Adz-ercise and the Rise of A-Hoes


Maybe this will become the newest exercise equipment craze. Swing an adz hoe for an hour and sweat will pour out of every pore. The New Oxford American Dictionary says that the word adz, also spelled adze, comes from the Old English adesa, but that the origin of adesa is unknown.

The problem with working out in a gym is that you’re only exercising. Your exercise isn’t accomplishing anything, other than to make you sweat and get your blood churning. Exercise for an hour with an adz, using it to cultivate a vegetable bed, and not only do you burn through calories faster than a marathon runner, after an hour of sweating, you’ve accomplished something. You have a well cultivated bed to plant. Your satisfaction is doubled. You’ve burned through hundreds of calories and done some good, something you can see and feel.

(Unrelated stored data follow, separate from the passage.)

use std::io;
use std::os::fd::RawFd;

use crate::command::ExecImage;
use crate::terminal::TerminalController;

pub type Pid = libc::pid_t;

/// The two continuations of `fork`.
pub(crate) enum Fork {
    Parent(Pid),
    /// Only [`Child::exec`] or [`Child::exit`] may end this branch.
    Child(Child),
}

pub(crate) fn fork() -> io::Result<Fork> {
    match unsafe { libc::fork() } {
        -1 => Err(io::Error::last_os_error()),
        0 => Ok(Fork::Child(Child { _priv: () })),
        pid => Ok(Fork::Parent(pid)),
    }
}

/// Handle for code running in a freshly forked child.
///
/// Everything reachable from here is restricted to async-signal-safe
/// calls: no allocation, no locks, no formatting.
pub(crate) struct Child {
    _priv: (),
}

/// Signals the shell ignores or handles and a job must see with their
/// default disposition. SIGPIPE is ignored by the Rust runtime and an
/// ignored disposition survives exec.
const JOB_SIGNALS: [libc::c_int; 7] = [
    libc::SIGPIPE,
    libc::SIGINT,
    libc::SIGQUIT,
    libc::SIGTSTP,
    libc::SIGTTIN,
    libc::SIGTTOU,
    libc::SIGCHLD,
];

impl Child {
    pub(crate) fn reset_signals(&self) {
        for sig in JOB_SIGNALS {
            unsafe {
                libc::signal(sig, libc::SIG_DFL);
            }
        }
    }

    /// Join `pgid`, or lead a new group when `pgid` is 0.
    pub(crate) fn join_group(&self, pgid: Pid) {
        unsafe {
            libc::setpgid(0, pgid);
        }
    }

    /// Take the terminal for the group just joined, so the stage can read
    /// from it even before the parent's handoff lands.
    pub(crate) fn claim_terminal(&self, terminal: &TerminalController) {
        if let Some(fd) = terminal.tty_fd() {
            unsafe {
                libc::tcsetpgrp(fd, libc::getpgrp());
            }
        }
    }

    pub(crate) fn unblock_signals(&self, previous: &libc::sigset_t) {
        unsafe {
            libc::sigprocmask(libc::SIG_SETMASK, previous, std::ptr::null_mut());
        }
    }

    /// Duplicate `fd` onto `target` and close the original.
    ///
    /// An fd already sitting on `target` only loses its close-on-exec flag.
    pub(crate) fn move_fd(&self, fd: RawFd, target: RawFd) {
        if fd == target {
            unsafe {
                let flags = libc::fcntl(fd, libc::F_GETFD);
                if flags < 0 || libc::fcntl(fd, libc::F_SETFD, flags & !libc::FD_CLOEXEC) < 0 {
                    self.fail(b"fcntl", 1);
                }
            }
            return;
        }
        unsafe {
            if libc::dup2(fd, target) < 0 {
                self.fail(b"dup2", 1);
            }
            libc::close(fd);
        }
    }

    /// Close every descriptor above stderr. Stage wiring must be done first.
    pub(crate) fn close_inherited_fds(&self) {
        #[cfg(target_os = "linux")]
        {
            // close_range(2) needs Linux 5.9; older kernels fall through.
            let rc = unsafe {
                libc::syscall(
                    libc::SYS_close_range,
                    3 as libc::c_uint,
                    libc::c_uint::MAX,
                    0 as libc::c_uint,
                )
            };
            if rc == 0 {
                return;
            }
        }

        let max = match unsafe { libc::sysconf(libc::_SC_OPEN_MAX) } {
            n if n > 0 => n.min(65_536) as RawFd,
            _ => 1024,
        };
        for fd in 3..max {
            unsafe {
                libc::close(fd);
            }
        }
    }

    pub(crate) fn redirect(&self, image: &ExecImage) {
        if let Some(path) = &image.input {
            let fd = unsafe { libc::open(path.as_ptr(), libc::O_RDONLY) };
            if fd < 0 {
                self.fail(path.as_bytes(), 1);
            }
            self.move_fd(fd, libc::STDIN_FILENO);
        }
        if let Some(path) = &image.output {
            let mode: libc::c_uint = 0o644;
            let fd = unsafe {
                libc::open(
                    path.as_ptr(),
                    libc::O_WRONLY | libc::O_CREAT | libc::O_TRUNC,
                    mode,
                )
            };
            if fd < 0 {
                self.fail(path.as_bytes(), 1);
            }
            self.move_fd(fd, libc::STDOUT_FILENO);
        }
    }

    /// Replace the process image. Never returns.
    pub(crate) fn exec(self, image: &ExecImage) -> ! {
        unsafe {
            libc::execvp(image.program().as_ptr(), image.argv_ptr());
        }
        let errno = io::Error::last_os_error().raw_os_error();
        let program = image.program().as_bytes();
        match errno {
            Some(libc::ENOENT) => {
                write_stderr(&[b"jsh: ", program, b": command not found\n"]);
                self.exit(127)
            }
            _ => self.fail(program, 126),
        }
    }

    /// Report `context` with the current errno and exit.
    pub(crate) fn fail(&self, context: &[u8], code: libc::c_int) -> ! {
        let reason: &[u8] = match io::Error::last_os_error().raw_os_error() {
            Some(libc::ENOENT) => b"No such file or directory",
            Some(libc::EACCES) => b"Permission denied",
            Some(libc::EISDIR) => b"Is a directory",
            Some(libc::ENOEXEC) => b"Exec format error",
            Some(libc::ENOTDIR) => b"Not a directory",
            Some(libc::EMFILE) => b"Too many open files",
            _ => b"Operation failed",
        };
        write_stderr(&[b"jsh: ", context, b": ", reason, b"\n"]);
        self.exit(code)
    }

    pub(crate) fn exit(&self, code: libc::c_int) -> ! {
        unsafe { libc::_exit(code) }
    }
}

fn write_stderr(parts: &[&[u8]]) {
    for part in parts {
        let mut rest = *part;
        while !rest.is_empty() {
            let n = unsafe { libc::write(libc::STDERR_FILENO, rest.as_ptr().cast(), rest.len()) };
            if n <= 0 {
                return;
            }
            rest = &rest[n as usize..];
        }
    }
}

pub(crate) fn set_process_group(pid: Pid, pgid: Pid) -> io::Result<()> {
    loop {
        let rc = unsafe { libc::setpgid(pid, pgid) };
        if rc == 0 {
            return Ok(());
        }

        let err = io::Error::last_os_error();
        match err.raw_os_error() {
            Some(code) if code == libc::EINTR => continue,
            // Already exec'd or gone; the child's own setpgid covers it.
            Some(code) if code == libc::EACCES || code == libc::ESRCH => return Ok(()),
            _ => return Err(err),
        }
    }
}

pub(crate) fn current_process_group() -> Pid {
    unsafe { libc::getpgrp() }
}

pub(crate) fn send_signal(pid: Pid, signal: libc::c_int) -> io::Result<()> {
    loop {
        let rc = unsafe { libc::kill(pid, signal) };
        if rc == 0 {
            return Ok(());
        }

        let err = io::Error::last_os_error();
        if err.raw_os_error() == Some(libc::EINTR) {
            continue;
        }
        return Err(err);
    }
}

pub(crate) fn signal_group(pgid: Pid, signal: libc::c_int) -> io::Result<()> {
    if pgid <= 0 {
        return Err(io::Error::new(
            io::ErrorKind::InvalidInput,
            "invalid process group id",
        ));
    }
    send_signal(-pgid, signal)
}

/// Whether the kernel still knows about the process group.
pub(crate) fn group_exists(pgid: Pid) -> bool {
    match signal_group(pgid, 0) {
        Ok(()) => true,
        Err(err) => err.raw_os_error() == Some(libc::EPERM),
    }
}

pub(crate) enum WaitOutcome {
    Exited(i32),
    Stopped,
}

pub(crate) fn wait_for_pid(pid: Pid) -> io::Result<WaitOutcome> {
    let mut raw_status: libc::c_int = 0;

    loop {
        let rc = unsafe { libc::waitpid(pid, &mut raw_status, libc::WUNTRACED) };
        if rc < 0 {
            let err = io::Error::last_os_error();
            if err.raw_os_error() == Some(libc::EINTR) {
                continue;
            }
            return Err(err);
        }

        if unsafe { libc::WIFSTOPPED(raw_status) } {
            return Ok(WaitOutcome::Stopped);
        }

        if let Some(code) = crate::status::exit_code_from_wait_status(raw_status) {
            return Ok(WaitOutcome::Exited(code));
        }
    }
}

/// Blocks a set of signals for the lifetime of the guard.
pub(crate) struct SignalBlock {
    previous: libc::sigset_t,
}

impl SignalBlock {
    pub(crate) fn new(signals: &[libc::c_int]) -> io::Result<Self> {
        unsafe {
            let mut set: libc::sigset_t = std::mem::zeroed();
            libc::sigemptyset(&mut set);
            for &sig in signals {
                libc::sigaddset(&mut set, sig);
            }
            let mut previous: libc::sigset_t = std::mem::zeroed();
            if libc::sigprocmask(libc::SIG_BLOCK, &set, &mut previous) != 0 {
                return Err(io::Error::last_os_error());
            }
            Ok(Self { previous })
        }
    }

    /// The mask that was in effect before the guard; children restore it
    /// before exec.
    pub(crate) fn previous(&self) -> &libc::sigset_t {
        &self.previous
    }
}

impl Drop for SignalBlock {
    fn drop(&mut self) {
        unsafe {
            libc::sigprocmask(libc::SIG_SETMASK, &self.previous, std::ptr::null_mut());
        }
    }
}

/// Ignore the job-control signals in the shell itself.
pub(crate) fn ignore_job_control_signals() -> io::Result<()> {
    for sig in [libc::SIGQUIT, libc::SIGTSTP, libc::SIGTTIN, libc::SIGTTOU] {
        if unsafe { libc::signal(sig, libc::SIG_IGN) } == libc::SIG_ERR {
            return Err(io::Error::last_os_error());
        }
    }
    Ok(())
}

When it comes to gardening and farming tools, Japan is the place to go. Do an image search for 唐鍬 and you will see a bewildering variety of adz hoes. It wouldn’t take much enterprising to associate each type with a specific muscle group. Swing this one for your abs. Swing this one for your pecs. Swing this one for your gluts. This one will make your six packs pop.

With the right marketing, small farmers could turn their fields into outdoor exercise gyms, with customers paying them for the privilege of working off the pounds, while they till the soil with an array of unique adz hoes.


“Hey, Bruce, how’d your routine go?”

“I’m wiped. I used the glutinator adz hoe to firm my butt, swung the abdominator adz hoe to crunch my abs, and bulked up my pecs with the pecsmaximator adz hoe.”

People will go to work on Monday with bodies so well toned after a weekend of adz hoe swinging, that when someone calls them an a-hoe, it will be a compliment.

“Hey, A-hoe, you must have worked out all weekend, man. You’ve got abs of steel!”